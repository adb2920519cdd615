//! Application setup and router configuration.

use std::sync::Arc;

use axum::{
    extract::Extension,
    http::{header::CONTENT_TYPE, Method},
    routing::{get, post},
    Router,
};
use tower_http::cors::CorsLayer;
use tower_http::trace::TraceLayer;

use harvester::{CsvExporter, DriverFactory, HarvestConfig, SessionRegistry};

use crate::server::routes::{
    download_handler, export_handler, health_handler, scrape_handler, stop_handler,
};

/// Shared application state
#[derive(Clone)]
pub struct AppState {
    pub registry: Arc<SessionRegistry>,
    pub exporter: Arc<CsvExporter>,
    pub driver_factory: Arc<dyn DriverFactory>,
    pub harvest_config: HarvestConfig,
}

impl AppState {
    pub fn new(
        exporter: Arc<CsvExporter>,
        driver_factory: Arc<dyn DriverFactory>,
        harvest_config: HarvestConfig,
    ) -> Self {
        Self {
            registry: Arc::new(SessionRegistry::new()),
            exporter,
            driver_factory,
            harvest_config,
        }
    }
}

/// Build the Axum application router
pub fn build_app(state: AppState) -> Router {
    // CORS: the frontend runs on a different origin in every deployment.
    let cors = CorsLayer::new()
        .allow_origin(tower_http::cors::Any)
        .allow_methods([Method::GET, Method::POST])
        .allow_headers([CONTENT_TYPE]);

    Router::new()
        .route("/scrape", post(scrape_handler))
        .route("/stop-scraping/:session_id", post(stop_handler))
        .route("/export", post(export_handler))
        .route("/download/:filename", get(download_handler))
        .route("/health", get(health_handler))
        .layer(Extension(state))
        .layer(cors)
        .layer(TraceLayer::new_for_http())
}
- - - - - - -
» **TASK DETAILS**:
Your task is to retype all of the records exactly.

» **YOUR RESPONSE**:
repository adb2920519cdd615
//! Application setup and router configuration.

use std::sync::Arc;

use axum::{
    extract::Extension,
    http::{header::CONTENT_TYPE, Method},
    routing::{get, post},
    Router,
};
use tower_http::cors::CorsLayer;
use tower_http::trace::TraceLayer;

use harvester::{CsvExporter, DriverFactory, HarvestConfig, SessionRegistry};

use crate::server::routes::{
    download_handler, export_handler, health_handler, scrape_handler, stop_handler,
};

/// Shared application state
#[derive(Clone)]
pub struct AppState {
    pub registry: Arc<SessionRegistry>,
    pub exporter: Arc<CsvExporter>,
    pub driver_factory: Arc<dyn DriverFactory>,
    pub harvest_config: HarvestConfig,
}

impl AppState {
    pub fn new(
        exporter: Arc<CsvExporter>,
        driver_factory: Arc<dyn DriverFactory>,
        harvest_config: HarvestConfig,
    ) -> Self {
        Self {
            registry: Arc::new(SessionRegistry::new()),
            exporter,
            driver_factory,
            harvest_config,
        }
    }
}

/// Build the Axum application router
pub fn build_app(state: AppState) -> Router {
    // CORS: the frontend runs on a different origin in every deployment.
    let cors = CorsLayer::new()
        .allow_origin(tower_http::cors::Any)
        .allow_methods([Method::GET, Method::POST])
        .allow_headers([CONTENT_TYPE]);

    Router::new()
        .route("/scrape", post(scrape_handler))
        .route("/stop-scraping/:session_id", post(stop_handler))
        .route("/export", post(export_handler))
        .route("/download/:filename", get(download_handler))
        .route("/health", get(health_handler))
        .layer(Extension(state))
        .layer(cors)
        .layer(TraceLayer::new_for_http())
}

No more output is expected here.